(DATA SHOWN begins)

//! Integration tests for `SqliteStore` against an in-memory database.

use std::collections::BTreeSet;

use univera_core::{
  directory::Directory,
  org::{NewCourse, NewDepartment, NewRole, NewSubject},
  person::{NewFaculty, NewLocalUser},
  role::{Capacity, RoleId},
};

use crate::SqliteStore;

async fn store() -> SqliteStore {
  SqliteStore::open_in_memory()
    .await
    .expect("in-memory store")
}

fn roles(ids: &[i64]) -> BTreeSet<RoleId> { ids.iter().copied().map(RoleId).collect() }

fn new_user(id: &str, email: &str, role_ids: &[i64]) -> NewLocalUser {
  NewLocalUser {
    id:            id.into(),
    name:          "Ada Lovelace".into(),
    email:         email.into(),
    phone:         String::new(),
    department_id: None,
    role_ids:      roles(role_ids),
  }
}

/// Department 1 with course 1 and subjects 1 and 2.
async fn seeded() -> SqliteStore {
  let s = store().await;
  s.add_department(NewDepartment { name: "Science".into() }).await.unwrap();
  s.add_course(NewCourse { name: "Physics".into(), department_id: 1 })
    .await
    .unwrap();
  s.add_subject(NewSubject { name: "Mechanics".into(), course_id: Some(1) })
    .await
    .unwrap();
  s.add_subject(NewSubject { name: "Optics".into(), course_id: Some(1) })
    .await
    .unwrap();
  s
}

// ─── Catalog ─────────────────────────────────────────────────────────────────

#[tokio::test]
async fn well_known_roles_are_seeded() {
  let s = store().await;
  let ids: Vec<i64> = s.list_roles().await.unwrap().iter().map(|r| r.id.0).collect();
  assert_eq!(ids, vec![4, 9, 10, 11]);
}

#[tokio::test]
async fn reopening_schema_is_idempotent() {
  let s = store().await;
  s.init_schema().await.unwrap();
  assert_eq!(s.list_roles().await.unwrap().len(), 4);
}

#[tokio::test]
async fn add_role_with_and_without_id() {
  let s = store().await;
  let student = s
    .add_role(NewRole { id: Some(RoleId(2)), name: "student".into() })
    .await
    .unwrap();
  assert_eq!(student.id, RoleId(2));

  let staff = s.add_role(NewRole { id: None, name: "staff".into() }).await.unwrap();
  assert_eq!(staff.id, RoleId(12));
}

#[tokio::test]
async fn duplicate_role_name_is_rejected() {
  let s = store().await;
  let result = s.add_role(NewRole { id: None, name: "faculty".into() }).await;
  assert!(result.is_err());
}

#[tokio::test]
async fn missing_roles_reports_only_unknown_ids() {
  let s = store().await;
  let missing = s.missing_roles(&roles(&[4, 5, 9, 42])).await.unwrap();
  assert_eq!(missing, vec![RoleId(5), RoleId(42)]);
}

#[tokio::test]
async fn departments_courses_and_subjects_round_trip() {
  let s = seeded().await;

  let dept = s.get_department(1).await.unwrap().unwrap();
  assert_eq!(dept.name, "Science");
  assert!(dept.principal_id.is_none());

  let course = s.get_course(1).await.unwrap().unwrap();
  assert_eq!(course.department_id, 1);
  assert!(course.hod_id.is_none());

  assert_eq!(s.list_departments().await.unwrap().len(), 1);
  assert_eq!(s.list_courses().await.unwrap().len(), 1);
  assert_eq!(s.list_subjects().await.unwrap().len(), 2);
  assert!(s.get_department(7).await.unwrap().is_none());
  assert!(s.get_course(7).await.unwrap().is_none());
}

#[tokio::test]
async fn course_needs_an_existing_department() {
  let s = store().await;
  let result = s
    .add_course(NewCourse { name: "Orphan".into(), department_id: 99 })
    .await;
  assert!(result.is_err());
}

#[tokio::test]
async fn missing_subjects_reports_only_unknown_ids() {
  let s = seeded().await;
  let wanted: BTreeSet<i64> = [1, 2, 3].into();
  assert_eq!(s.missing_subjects(&wanted).await.unwrap(), vec![3]);
}

// ─── Users ───────────────────────────────────────────────────────────────────

#[tokio::test]
async fn create_and_get_user_with_roles() {
  let s = store().await;
  let created = s
    .create_user(new_user("user_1", "ada@example.com", &[4, 9]))
    .await
    .unwrap();
  assert_eq!(created.role_ids, roles(&[4, 9]));

  let fetched = s.get_user("user_1").await.unwrap().unwrap();
  assert_eq!(fetched.email, "ada@example.com");
  assert_eq!(fetched.role_ids, roles(&[4, 9]));
  assert_eq!(fetched.created_at, created.created_at);
}

#[tokio::test]
async fn get_user_missing_returns_none() {
  let s = store().await;
  assert!(s.get_user("user_nobody").await.unwrap().is_none());
}

#[tokio::test]
async fn create_user_with_unknown_role_leaves_nothing_behind() {
  let s = store().await;
  let result = s.create_user(new_user("user_1", "ada@example.com", &[4, 77])).await;
  assert!(result.is_err());
  assert!(s.get_user("user_1").await.unwrap().is_none());
}

#[tokio::test]
async fn duplicate_email_is_rejected_case_insensitively() {
  let s = store().await;
  s.create_user(new_user("user_1", "ada@example.com", &[4])).await.unwrap();
  let result = s.create_user(new_user("user_2", "ADA@example.com", &[4])).await;
  assert!(result.is_err());
}

#[tokio::test]
async fn connect_roles_is_a_union() {
  let s = store().await;
  s.create_user(new_user("user_1", "ada@example.com", &[4, 9])).await.unwrap();

  let updated = s
    .connect_roles("user_1", &roles(&[4, 10]))
    .await
    .unwrap()
    .unwrap();
  assert_eq!(updated.role_ids, roles(&[4, 9, 10]));
}

#[tokio::test]
async fn connect_roles_on_missing_user_returns_none() {
  let s = store().await;
  assert!(s.connect_roles("user_x", &roles(&[4])).await.unwrap().is_none());
}

#[tokio::test]
async fn disconnect_roles_removes_only_given_roles() {
  let s = store().await;
  s.create_user(new_user("user_1", "ada@example.com", &[4, 9, 11])).await.unwrap();

  let updated = s
    .disconnect_roles("user_1", &roles(&[9, 11]))
    .await
    .unwrap()
    .unwrap();
  assert_eq!(updated.role_ids, roles(&[4]));
}

#[tokio::test]
async fn delete_user_cascades_and_clears_capacities() {
  let s = seeded().await;
  s.create_user(new_user("user_1", "ada@example.com", &[4, 9])).await.unwrap();
  s.assign_capacity(Capacity::Principal, 1, Some("user_1")).await.unwrap();
  s.upsert_faculty(NewFaculty {
    id:            "user_1".into(),
    course_id:     1,
    department_id: 1,
    position:      "Lecturer".into(),
    university_id: 3,
    subject_ids:   [1].into(),
  })
  .await
  .unwrap();

  assert!(s.delete_user("user_1").await.unwrap());
  assert!(s.get_user("user_1").await.unwrap().is_none());
  assert!(s.get_faculty("user_1").await.unwrap().is_none());
  let dept = s.get_department(1).await.unwrap().unwrap();
  assert!(dept.principal_id.is_none());

  assert!(!s.delete_user("user_1").await.unwrap());
}

// ─── Capacities ──────────────────────────────────────────────────────────────

#[tokio::test]
async fn assign_capacity_reports_displaced_holder() {
  let s = seeded().await;
  s.create_user(new_user("user_1", "a@example.com", &[9])).await.unwrap();
  s.create_user(new_user("user_2", "b@example.com", &[9])).await.unwrap();

  let first = s
    .assign_capacity(Capacity::Principal, 1, Some("user_1"))
    .await
    .unwrap()
    .unwrap();
  assert_eq!(first.holder.as_deref(), Some("user_1"));
  assert!(first.previous_holder.is_none());

  let second = s
    .assign_capacity(Capacity::Principal, 1, Some("user_2"))
    .await
    .unwrap()
    .unwrap();
  assert_eq!(second.previous_holder.as_deref(), Some("user_1"));

  let dept = s.get_department(1).await.unwrap().unwrap();
  assert_eq!(dept.principal_id.as_deref(), Some("user_2"));
}

#[tokio::test]
async fn capacities_are_independent_columns() {
  let s = seeded().await;
  s.create_user(new_user("user_1", "a@example.com", &[9, 10, 11])).await.unwrap();

  s.assign_capacity(Capacity::Dean, 1, Some("user_1")).await.unwrap();
  s.assign_capacity(Capacity::HeadOfDepartment, 1, Some("user_1")).await.unwrap();
  s.assign_capacity(Capacity::Admin, 1, Some("user_1")).await.unwrap();

  let dept = s.get_department(1).await.unwrap().unwrap();
  assert!(dept.principal_id.is_none());
  assert_eq!(dept.dean_id.as_deref(), Some("user_1"));
  assert_eq!(dept.admin_id.as_deref(), Some("user_1"));
  let course = s.get_course(1).await.unwrap().unwrap();
  assert_eq!(course.hod_id.as_deref(), Some("user_1"));
}

#[tokio::test]
async fn assign_capacity_can_clear_holder() {
  let s = seeded().await;
  s.create_user(new_user("user_1", "a@example.com", &[11])).await.unwrap();
  s.assign_capacity(Capacity::Dean, 1, Some("user_1")).await.unwrap();

  let cleared = s.assign_capacity(Capacity::Dean, 1, None).await.unwrap().unwrap();
  assert_eq!(cleared.previous_holder.as_deref(), Some("user_1"));
  assert!(s.get_department(1).await.unwrap().unwrap().dean_id.is_none());
}

#[tokio::test]
async fn assign_capacity_on_missing_unit_returns_none() {
  let s = seeded().await;
  s.create_user(new_user("user_1", "a@example.com", &[10])).await.unwrap();
  let result = s
    .assign_capacity(Capacity::HeadOfDepartment, 42, Some("user_1"))
    .await
    .unwrap();
  assert!(result.is_none());
}

// ─── Faculty ─────────────────────────────────────────────────────────────────

#[tokio::test]
async fn upsert_faculty_creates_then_unions_subjects() {
  let s = seeded().await;
  s.create_user(new_user("user_1", "a@example.com", &[4])).await.unwrap();

  let created = s
    .upsert_faculty(NewFaculty {
      id:            "user_1".into(),
      course_id:     1,
      department_id: 1,
      position:      "Lecturer".into(),
      university_id: 3,
      subject_ids:   [1].into(),
    })
    .await
    .unwrap();
  assert_eq!(created.subject_ids, [1].into());

  let updated = s
    .upsert_faculty(NewFaculty {
      id:            "user_1".into(),
      course_id:     1,
      department_id: 1,
      position:      "Professor".into(),
      university_id: 3,
      subject_ids:   [2].into(),
    })
    .await
    .unwrap();
  assert_eq!(updated.position, "Professor");
  assert_eq!(updated.subject_ids, [1, 2].into());
  assert_eq!(updated.created_at, created.created_at);

  let fetched = s.get_faculty("user_1").await.unwrap().unwrap();
  assert_eq!(fetched.subject_ids, [1, 2].into());
}

#[tokio::test]
async fn faculty_requires_local_user() {
  let s = seeded().await;
  let result = s
    .upsert_faculty(NewFaculty {
      id:            "user_ghost".into(),
      course_id:     1,
      department_id: 1,
      position:      "Lecturer".into(),
      university_id: 3,
      subject_ids:   BTreeSet::new(),
    })
    .await;
  assert!(result.is_err());
}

(DATA SHOWN ends)

» **AIM OF THE EXERCISE**:
Across the lines of the material above, tally those holding the word "cleared" and state the number by itself.

» **ANSWER**:
2